A - alcohol/arrhythmia: their breath, bottle, environment (at a bar, club, concert), red skin, nausea/vomiting, frequent urination (polyurea), put them on a 3-lead to see if they are having an arrhythmia reducing blood flow to their brain. Do they have a pulse? Is their pulse rate regular? Is it fast or slow?
E - environment/epilepsy/electrolyte: Where are they at? Have they been taking in fluid? Sports? Do they have a history of seizures? On their 12-lead/ECG, peaked narrow T waves, increase QT, intraventricular conduction delay? Do they have a AV fistula/go on dialysis?
I - insulin: What time is it? Did they take their insulin? What's their blood glucose level? Kussmaul respiration?
O - overdose: pupils pinpoint (miosis)? Slow breathing? (Opiate triad). Correct amount of medications? ECG will signs of electrolyte problems too so 3-lead again. Is their pulse fast or slow? Low blood pressure? Have they been prescribed any new drugs?
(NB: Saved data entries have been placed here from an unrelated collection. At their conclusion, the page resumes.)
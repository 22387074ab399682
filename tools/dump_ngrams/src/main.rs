use anyhow::{Context, Result};
use clap::{ArgAction, Parser};
use std::fs::File;
use std::io::{self, BufReader, BufWriter, Write};
use std::path::PathBuf;
use tracing::{info, Level};

use anomalia_core::{ChainGraph, SentenceReader, Trainer};

/// Print the chains recorded from a tagged corpus and its phrase-length
/// histogram.
#[derive(Parser)]
struct Args {
    /// Tagged corpus (token<TAB>tag lines)
    training: PathBuf,

    /// Only chains rooted at this token
    #[arg(long)]
    token: Option<String>,

    /// Dump the tag graph instead of the token graph
    #[arg(long)]
    tags: bool,

    /// Skip the length histogram
    #[arg(long)]
    no_lengths: bool,

    /// More logging (-v debug, -vv trace)
    #[arg(short, long, action = ArgAction::Count)]
    verbose: u8,
}

/// Write one `freq<TAB>tokens` line per chain. Returns the chains written.
fn dump<W: Write>(out: &mut W, graph: &ChainGraph, root: Option<&str>) -> io::Result<usize> {
    let chains = match root {
        Some(token) => graph.chains_from(token),
        None => graph.chains(),
    };
    let mut written = 0;
    for chain in chains {
        let words: Vec<&str> = chain
            .ordinals
            .iter()
            .filter_map(|&o| graph.token(o))
            .collect();
        writeln!(out, "{}\t{}", chain.freq, words.join(" "))?;
        written += 1;
    }
    Ok(written)
}

fn main() -> Result<()> {
    let args = Args::parse();
    let level = match args.verbose {
        0 => Level::INFO,
        1 => Level::DEBUG,
        _ => Level::TRACE,
    };
    tracing_subscriber::fmt()
        .with_max_level(level)
        .with_writer(io::stderr)
        .init();

    let file = File::open(&args.training)
        .with_context(|| format!("opening {}", args.training.display()))?;
    let mut trainer = Trainer::new();
    trainer.train(SentenceReader::new(BufReader::new(file)))?;
    let graph = if args.tags { trainer.tags() } else { trainer.tokens() };

    let stdout = io::stdout();
    let mut out = BufWriter::new(stdout.lock());
    let written = dump(&mut out, graph, args.token.as_deref())?;
    info!(
        chains = written,
        distinct = graph.distinct_tokens(),
        graph = if args.tags { "tags" } else { "tokens" },
        "dumped chains"
    );

    if !args.no_lengths {
        writeln!(out)?;
        writeln!(out, "# phrase lengths ({} sequences)", graph.sequences())?;
        for (len, count) in graph.phrase_lengths() {
            writeln!(
                out,
                "{}\t{}\t{:.4}",
                len,
                count,
                graph.phrase_length_probability(len)
            )?;
        }
    }
    out.flush()?;
    Ok(())
}

#[cfg(test)]
mod tests {
    use super::*;
    use anomalia_core::frame;

    fn graph() -> ChainGraph {
        let mut g = ChainGraph::new();
        g.add_sequence(&frame(&["il", "gatto"])).unwrap();
        g
    }

    #[test]
    fn every_chain_is_one_line() {
        let g = graph();
        let mut out = Vec::new();
        let written = dump(&mut out, &g, None).unwrap();
        let text = String::from_utf8(out).unwrap();
        assert_eq!(written, g.chains().len());
        assert_eq!(text.lines().count(), written);
        assert!(text.lines().any(|l| l == "1\tSTART il gatto"));
    }

    #[test]
    fn root_filter_keeps_matching_chains() {
        let g = graph();
        let mut out = Vec::new();
        dump(&mut out, &g, Some("gatto")).unwrap();
        let text = String::from_utf8(out).unwrap();
        assert!(text.lines().all(|l| l.split('\t').nth(1).is_some_and(|c| c.starts_with("gatto"))));
    }
}
//! Static morphological dictionary.
//!
//! Loaded once from a flat `form<TAB>lemma<TAB>tag` file. Forms are indexed
//! with an `fst::Map` pointing at a per-form entry list; lemmas and tags are
//! interned so each distinct string is stored once.
use std::collections::BTreeMap;
use std::fs::File;
use std::io::{BufRead, BufReader};
use std::path::Path;

use anyhow::{Context, Result};
use fst::Map;
use tracing::{info, warn};

use crate::trie::PrefixIndex;
use crate::utils::normalize;

/// One analysis of a form.
#[derive(Debug, Clone, Copy, PartialEq, Eq)]
pub struct MorphEntry<'a> {
    pub lemma: &'a str,
    pub tag: &'a str,
}

/// Immutable form -> analyses lookup.
pub struct MorphDictionary {
    forms: Map<Vec<u8>>,
    /// fst value -> (lemma ordinal, tag ordinal) pairs
    entries: Vec<Vec<(u32, u32)>>,
    lemmas: PrefixIndex<()>,
    tags: PrefixIndex<()>,
}

impl MorphDictionary {
    /// Load a dictionary file.
    pub fn load<P: AsRef<Path>>(path: P) -> Result<Self> {
        let path = path.as_ref();
        let file = File::open(path).with_context(|| format!("opening {}", path.display()))?;
        let dict = Self::from_reader(BufReader::new(file))
            .with_context(|| format!("reading {}", path.display()))?;
        info!(forms = dict.len(), tags = dict.tags.size(), path = %path.display(), "loaded morphological dictionary");
        Ok(dict)
    }

    /// Build a dictionary from `form<TAB>lemma<TAB>tag` lines.
    ///
    /// Lines without exactly three non-empty fields are skipped.
    pub fn from_reader<R: BufRead>(reader: R) -> Result<Self> {
        let mut lemmas = PrefixIndex::new();
        let mut tags = PrefixIndex::new();
        let mut by_form: BTreeMap<String, Vec<(u32, u32)>> = BTreeMap::new();

        for (i, line) in reader.lines().enumerate() {
            let line = line?;
            if line.trim().is_empty() {
                continue;
            }
            let fields: Vec<String> = line.split('\t').map(normalize).collect();
            let [form, lemma, tag] = fields.as_slice() else {
                warn!(line = i + 1, "skipping malformed dictionary line");
                continue;
            };
            if form.is_empty() || lemma.is_empty() || tag.is_empty() {
                warn!(line = i + 1, "skipping malformed dictionary line");
                continue;
            }
            let lemma = lemmas.put(lemma, ())?;
            let tag = tags.put(tag, ())?;
            let list = by_form.entry(form.clone()).or_default();
            if !list.contains(&(lemma, tag)) {
                list.push((lemma, tag));
            }
        }

        // BTreeMap iteration is already in the byte order fst requires
        let mut builder = fst::MapBuilder::new(Vec::new())?;
        let mut entries = Vec::with_capacity(by_form.len());
        for (i, (form, list)) in by_form.into_iter().enumerate() {
            builder.insert(&form, i as u64)?;
            entries.push(list);
        }
        let forms = Map::new(builder.into_inner()?)?;

        Ok(Self {
            forms,
            entries,
            lemmas,
            tags,
        })
    }

    pub fn contains(&self, form: &str) -> bool {
        self.forms.contains_key(form)
    }

    /// Every analysis of `form`, in file order. Empty when unknown.
    pub fn get(&self, form: &str) -> Vec<MorphEntry<'_>> {
        let Some(idx) = self.forms.get(form) else {
            return Vec::new();
        };
        let Some(list) = self.entries.get(idx as usize) else {
            return Vec::new();
        };
        list.iter()
            .filter_map(|&(l, t)| {
                Some(MorphEntry {
                    lemma: self.lemmas.key(l)?,
                    tag: self.tags.key(t)?,
                })
            })
            .collect()
    }

    /// Number of distinct forms.
    pub fn len(&self) -> usize {
        self.entries.len()
    }

    pub fn is_empty(&self) -> bool {
        self.entries.is_empty()
    }

    /// Distinct tags in first-seen order.
    pub fn tags(&self) -> impl Iterator<Item = &str> + '_ {
        self.tags.keys()
    }
}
Has their dose increase?
U - underdose/uremia: Have they been compliant with their meds? Do they have a fistula?
T - trauma: Did they hit their head? Cerebrospinal fluid? Blood? Blood pressure? Pulse present? Equal rise and fall of chest? Etc.
I - infection: Skin signs? Rhonchi? Foley? Are they in a nursing home?
P - psychosis
S - shock/stroke/seizure: Pupils? Cushing triad? History of atrial fibrillation? Regular pulse? Recent surgery? Skin signs? Syncope? Seizure?

There are other variations of that mnemonic I'm sure. You are gonna ask and look for a lot more than what I list. It's unrealistic for me to tell you everything to look for and ask, and some of these you fan only get if time permits.

But like I said, per NREMT, you should be doing a rapid physical exam on altered/unresponsive patients "unreliable".